Ayant franchi le cap de la quarantaine, Daniel Blancou transforme son spleen d’auteur de BD en mal de reconnaissance en un petit bijou d’autodérision, doublé d’une exploration facétieuse des coulisses du neuvième art.
Après avoir végété dans la bande dessinée depuis des années, Daniel va faire une rencontre qui va bouleverser sa vie, celle d’un jeune artiste surdoué mais un peu naïf et inconscient de son talent. Daniel, lassé de galérer financièrement en attendant d’hypothétiques propositions des éditeurs, frustré des piètres ventes et de ne jamais voir arriver la reconnaissance, va tenter le tout pour le tout : le plagiat ! Une décision qu’il pourrait vite regretter…
Pour beaucoup, le monde de la bande dessinée se réduit à un monde de bisounours et de petits mickeys, où les auteurs seraient restés de grands enfants, et, n’ayant pas grand-chose à dire, préfèrent s’exprimer avec leurs « crobards ». Fin du cliché. Car en vérité, la réalité n’est pas si rose, et le secteur s’avère une jungle où seuls les meilleurs, les plus chanceux peut-être ou encore les plus malins, c’est-à-dire très peu, survivent. Tous les autres, dans leur grande majorité, connaîtront des fins de mois difficiles et ne poursuivront leur métier que si la passion demeure suffisamment forte à travers les années.

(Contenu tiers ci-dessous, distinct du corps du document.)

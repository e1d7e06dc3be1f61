//! Submission of a staged sequence.
//!
//! - [`SubmissionController`]: single-flight submit with idle restoration
//! - [`ConversionService`]: the service boundary, over HTTP or in-process
//! - [`DownloadTrigger`]: the save-as step for the returned artifact

mod controller;
mod download;
mod local;
mod service;

pub use controller::{
    Delivery, SkipReason, SubmissionController, SubmitOutcome, TriggerState, build_request,
};
pub use download::{DownloadTrigger, ObjectUrl, ObjectUrls, SaveToDirectory};
pub use local::LocalMergeService;
pub use service::{BatchPart, BatchRequest, ConversionService, HttpService, ServiceResponse};
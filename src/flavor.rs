//! The two instantiations of the staging core.
//!
//! A [`Flavor`] fixes everything that differs between "images to PDF" and
//! "merge PDFs": the accepted media types, the payload representation, the
//! wire field and endpoint, the saved filename, and the user-facing text.

use serde::Serialize;
use std::fmt;

use crate::staging::{FileRef, InlineImage, MediaFilter, Payload};

/// Compile-time description of one staging instantiation.
pub trait Flavor: Send + Sync + 'static {
    /// Representation kept per staged entry.
    type Payload: Payload;

    /// Runtime tag of this flavor.
    const KIND: FlavorKind;
    /// Human name of the operation, used in logs and errors.
    const OPERATION: &'static str;
    /// Ingestion predicate.
    const ACCEPTS: MediaFilter;
    /// Repeated multipart field name.
    const FIELD: &'static str;
    /// Service endpoint path.
    const ENDPOINT: &'static str;
    /// Fixed filename of the saved artifact.
    const OUTPUT_FILENAME: &'static str;
    /// Trigger label while idle.
    const IDLE_LABEL: &'static str;
    /// Trigger label while a submission is in flight.
    const BUSY_LABEL: &'static str;
    /// Notice shown when the exchange fails.
    const FAILURE_NOTICE: &'static str;
    /// Notice shown when submitting with nothing staged.
    const EMPTY_NOTICE: &'static str;
}

/// Images converted into a single PDF.
#[derive(Debug, Clone, Copy, Default)]
pub struct ImagesToPdf;

impl Flavor for ImagesToPdf {
    type Payload = InlineImage;

    const KIND: FlavorKind = FlavorKind::Convert;
    const OPERATION: &'static str = "PDF conversion";
    const ACCEPTS: MediaFilter = MediaFilter::Prefix("image/");
    const FIELD: &'static str = "images";
    const ENDPOINT: &'static str = "/convert-images";
    const OUTPUT_FILENAME: &'static str = "converted.pdf";
    const IDLE_LABEL: &'static str = "Convert to PDF";
    const BUSY_LABEL: &'static str = "Converting...";
    const FAILURE_NOTICE: &'static str = "PDF conversion failed.";
    const EMPTY_NOTICE: &'static str = "Please add images first.";
}

/// PDFs merged into one document.
#[derive(Debug, Clone, Copy, Default)]
pub struct MergePdfs;

impl Flavor for MergePdfs {
    type Payload = FileRef;

    const KIND: FlavorKind = FlavorKind::Merge;
    const OPERATION: &'static str = "PDF merge";
    const ACCEPTS: MediaFilter = MediaFilter::Exact("application/pdf");
    const FIELD: &'static str = "pdfs";
    const ENDPOINT: &'static str = "/merge-pdfs";
    const OUTPUT_FILENAME: &'static str = "merged.pdf";
    const IDLE_LABEL: &'static str = "Merge PDFs";
    const BUSY_LABEL: &'static str = "Merging...";
    const FAILURE_NOTICE: &'static str = "PDF merge failed.";
    const EMPTY_NOTICE: &'static str = "Please add PDF files first.";
}

/// Runtime selector between the two flavors.
#[derive(Debug, Clone, Copy, PartialEq, Eq, Serialize)]
#[serde(rename_all = "snake_case")]
pub enum FlavorKind {
    /// PDF → PDF merge.
    Merge,
    /// Images → PDF conversion.
    Convert,
}

impl FlavorKind {
    /// Endpoint path of the selected flavor.
    pub fn endpoint(&self) -> &'static str {
        match self {
            Self::Merge => MergePdfs::ENDPOINT,
            Self::Convert => ImagesToPdf::ENDPOINT,
        }
    }

    /// Saved filename of the selected flavor.
    pub fn output_filename(&self) -> &'static str {
        match self {
            Self::Merge => MergePdfs::OUTPUT_FILENAME,
            Self::Convert => ImagesToPdf::OUTPUT_FILENAME,
        }
    }
}

impl fmt::Display for FlavorKind {
    fn fmt(&self, f: &mut fmt::Formatter<'_>) -> fmt::Result {
        match self {
            Self::Merge => f.write_str(MergePdfs::OPERATION),
            Self::Convert => f.write_str(ImagesToPdf::OPERATION),
        }
    }
}
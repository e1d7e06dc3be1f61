//! Merging staged PDFs in-process.

use pdfstage::config::{Edit, OverwriteMode};
use pdfstage::flavor::MergePdfs;
use pdfstage::ingest::{IngestSource, candidates_from_paths, collect_paths_for_patterns};
use pdfstage::session::Session;
use pdfstage::submit::{LocalMergeService, SaveToDirectory, SubmitOutcome};
use pdfstage::view::Detached;
use std::sync::Arc;
use tempfile::tempdir;

use crate::common::{create_test_pdf, page_widths};

fn merge_session(out: &std::path::Path) -> Session<MergePdfs> {
    Session::new(
        Arc::new(LocalMergeService::new()),
        Arc::new(SaveToDirectory::new(out, OverwriteMode::NoClobber)),
        Arc::new(Detached),
        Arc::new(Detached),
    )
}

#[tokio::test]
async fn test_merge_follows_staged_order() {
    let input = tempdir().unwrap();
    let out = tempdir().unwrap();
    create_test_pdf(&input.path().join("01-cover.pdf"), 1, 100);
    create_test_pdf(&input.path().join("02-body.pdf"), 2, 200);
    create_test_pdf(&input.path().join("03-appendix.pdf"), 1, 300);

    let pattern = input.path().join("*.pdf");
    let paths = collect_paths_for_patterns([pattern.to_string_lossy()]).unwrap();
    assert_eq!(paths.len(), 3);

    let session = merge_session(out.path());
    session
        .ingest(IngestSource::Picker, candidates_from_paths(&paths))
        .await
        .unwrap();
    assert!(session.apply_edit(Edit::Move { from: 2, to: 0 }));
    assert_eq!(
        session.rendered().labels(),
        ["03-appendix.pdf", "01-cover.pdf", "02-body.pdf"]
    );

    let outcome = session.submit().await;
    let SubmitOutcome::Delivered(delivery) = outcome else {
        panic!("expected a delivery");
    };
    assert_eq!(delivery.path, out.path().join("merged.pdf"));

    let merged = std::fs::read(&delivery.path).unwrap();
    assert_eq!(page_widths(&merged), [300, 100, 200, 200]);
}

#[tokio::test]
async fn test_removed_entry_is_left_out() {
    let input = tempdir().unwrap();
    let out = tempdir().unwrap();
    let first = input.path().join("first.pdf");
    let second = input.path().join("second.pdf");
    create_test_pdf(&first, 2, 400);
    create_test_pdf(&second, 3, 500);

    let session = merge_session(out.path());
    session
        .ingest(IngestSource::PanelDrop, candidates_from_paths(&[&first, &second]))
        .await
        .unwrap();
    assert!(session.apply_edit(Edit::Remove { index: 0 }));
    assert!(!session.apply_edit(Edit::Remove { index: 5 }));

    assert!(session.submit().await.is_delivered());
    let merged = std::fs::read(out.path().join("merged.pdf")).unwrap();
    assert_eq!(page_widths(&merged), [500, 500, 500]);
}

#[tokio::test]
async fn test_corrupt_pdf_fails_without_output() {
    let input = tempdir().unwrap();
    let out = tempdir().unwrap();
    let good = input.path().join("good.pdf");
    let bad = input.path().join("bad.pdf");
    create_test_pdf(&good, 1, 100);
    std::fs::write(&bad, b"not really a pdf").unwrap();

    let session = merge_session(out.path());
    session
        .ingest(IngestSource::Picker, candidates_from_paths(&[&good, &bad]))
        .await
        .unwrap();

    let outcome = session.submit().await;
    assert!(matches!(outcome, SubmitOutcome::Failed(_)));
    assert!(!out.path().join("merged.pdf").exists());
    assert_eq!(session.staging().len(), 2);
}
//! The ordered staged sequence.
//!
//! [`StagingList`] is the single-owner data structure: no I/O, no locking.
//! Concurrency and rendering are layered on top by
//! [`SharedStaging`](crate::staging::SharedStaging).

use crate::staging::Entry;
use crate::view::ViewMode;

/// Ordered collection of staged entries.
///
/// Insertion order is the visible order and the submission order.
#[derive(Debug, Clone)]
pub struct StagingList<P> {
    entries: Vec<Entry<P>>,
}

impl<P> Default for StagingList<P> {
    fn default() -> Self {
        Self {
            entries: Vec::new(),
        }
    }
}

impl<P: Clone> StagingList<P> {
    /// Create an empty list.
    pub fn new() -> Self {
        Self::default()
    }

    /// Number of staged entries.
    pub fn len(&self) -> usize {
        self.entries.len()
    }

    /// Whether nothing is staged.
    pub fn is_empty(&self) -> bool {
        self.entries.is_empty()
    }

    /// Current entries in order.
    pub fn entries(&self) -> &[Entry<P>] {
        &self.entries
    }

    /// Derived view mode.
    pub fn view_mode(&self) -> ViewMode {
        ViewMode::for_len(self.entries.len())
    }

    /// Append a fully loaded batch in one step.
    ///
    /// Returns the number of entries appended.
    pub fn extend_batch(&mut self, batch: Vec<Entry<P>>) -> usize {
        let count = batch.len();
        self.entries.extend(batch);
        count
    }

    /// Remove the entry at `index`, shifting later entries down.
    ///
    /// Returns `None` without touching the list when `index` is out of range.
    pub fn remove_at(&mut self, index: usize) -> Option<Entry<P>> {
        if index >= self.entries.len() {
            return None;
        }
        Some(self.entries.remove(index))
    }

    /// Move the entry at `source` so that it ends up at `target`.
    ///
    /// The entry is spliced out first and `target` is interpreted against the
    /// shortened list, clamped to its length. Returns `false` (no mutation)
    /// when `source == target` or `source` is out of range.
    ///
    /// ```
    /// use pdfstage::staging::{Entry, StagingList};
    ///
    /// let mut list = StagingList::new();
    /// list.extend_batch(["A", "B", "C", "D"].map(|n| Entry::new(n, ())).to_vec());
    /// assert!(list.move_to(0, 2));
    ///
    /// let order: Vec<&str> = list.entries().iter().map(|e| e.display_name()).collect();
    /// assert_eq!(order, ["B", "C", "A", "D"]);
    /// ```
    pub fn move_to(&mut self, source: usize, target: usize) -> bool {
        if source == target || source >= self.entries.len() {
            return false;
        }

        let moved = self.entries.remove(source);
        let target = target.min(self.entries.len());
        self.entries.insert(target, moved);
        true
    }

    /// Read-only copy of the current order.
    pub fn snapshot(&self) -> Vec<Entry<P>> {
        self.entries.clone()
    }
}
//! Label layout helpers.
//!
//! Measurement is injected so the canvas `measure_text` stays at the call
//! site and these stay testable off-browser.

/// Shrink `text` to fit `max_width` by dropping trailing characters and
/// appending an ellipsis. Returns an empty string if not even "…" fits.
pub fn truncate_to_width(text: &str, max_width: f64, measure: impl Fn(&str) -> f64) -> String {
	if measure(text) <= max_width {
		return text.to_string();
	}
	let mut chars: Vec<char> = text.chars().collect();
	while !chars.is_empty() {
		chars.pop();
		let mut candidate: String = chars.iter().collect();
		candidate.push('…');
		if measure(&candidate) <= max_width {
			return candidate;
		}
	}
	String::new()
}

/// Greedy line-fill word wrap: append each word; when a line would overflow
/// `max_width`, flush it and start the next line with that word.
pub fn wrap_text(text: &str, max_width: f64, measure: impl Fn(&str) -> f64) -> Vec<String> {
	let mut lines = Vec::new();
	let mut line = String::new();
	for word in text.split_whitespace() {
		if line.is_empty() {
			line = word.to_string();
			continue;
		}
		let candidate = format!("{line} {word}");
		if measure(&candidate) > max_width {
			lines.push(std::mem::take(&mut line));
			line = word.to_string();
		} else {
			line = candidate;
		}
	}
	if !line.is_empty() {
		lines.push(line);
	}
	lines
}
//! Reusable UI components.

pub mod note_graph;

Entre autobiographie et fiction, Daniel Blancou s’est inspiré — très vraisemblablement — de sa propre expérience pour nous livrer cette comédie jubilatoire. L’auteur, qui n’en est pas à ses débuts — il a déjà à son actif six ouvrages — est un bédéaste multi-facettes, aussi à l’aise au pinceau qu’au stylo. Dans le cas présent, cet album fait presque office de carnet intime. Blancou, qui est donc (un peu) Daniel, le protagoniste central, prof de dessin par nécessité, pratique une forme d’autodérision assez poussée (désespérée ?), ne se contentant pas de se mettre dans la peau d’un loser, mais également d’un mythomane utilisant à son profit le talent d’un jeune homme un peu dépressif et couvé par sa mère. Daniel prendra sous son aile le jeune élève brillant et très prometteur, génie naïf qui s’ignore, avant de « subtiliser » ses planches dans le but de propulser sa carrière. Et l’effet comique fonctionne à plein, du seul fait que notre vilain menteur, exultant d’autosatisfaction dans un premier temps, finira par ne plus assumer pas ce succès soudain. Succès qui culminera au festival d’Angoulême avec une razzia sans précédent sur les récompenses — quatre, dont le très convoité prix du meilleur album. Avec un humour subtil que n’aurait pas renié Woody Allen, la narration tourne autour de notre héros en proie à la culpabilité et au doute, terrifié par la pression engendrée par cette notoriété inopinée. Comment réagir face à son éditeur qui le harcèle pour donner une suite à son magnifique plagiat encensé à l’unanimité ? Que répondre aux journalistes qui le comparent à un papillon après des années à n’avoir été que chenille ? Quoi de pire que d’être attendu au tournant par la meute des critiques ? Faire une suite, vraiment, au risque d’être démasqué ? Préférant minimiser son talent, Daniel répète à qui veut l’entendre qu’il n’a qu’une idée en tête : faire « des BD rigolotes », un des gimmicks bien sentis de cet album « désespérément hilarant ».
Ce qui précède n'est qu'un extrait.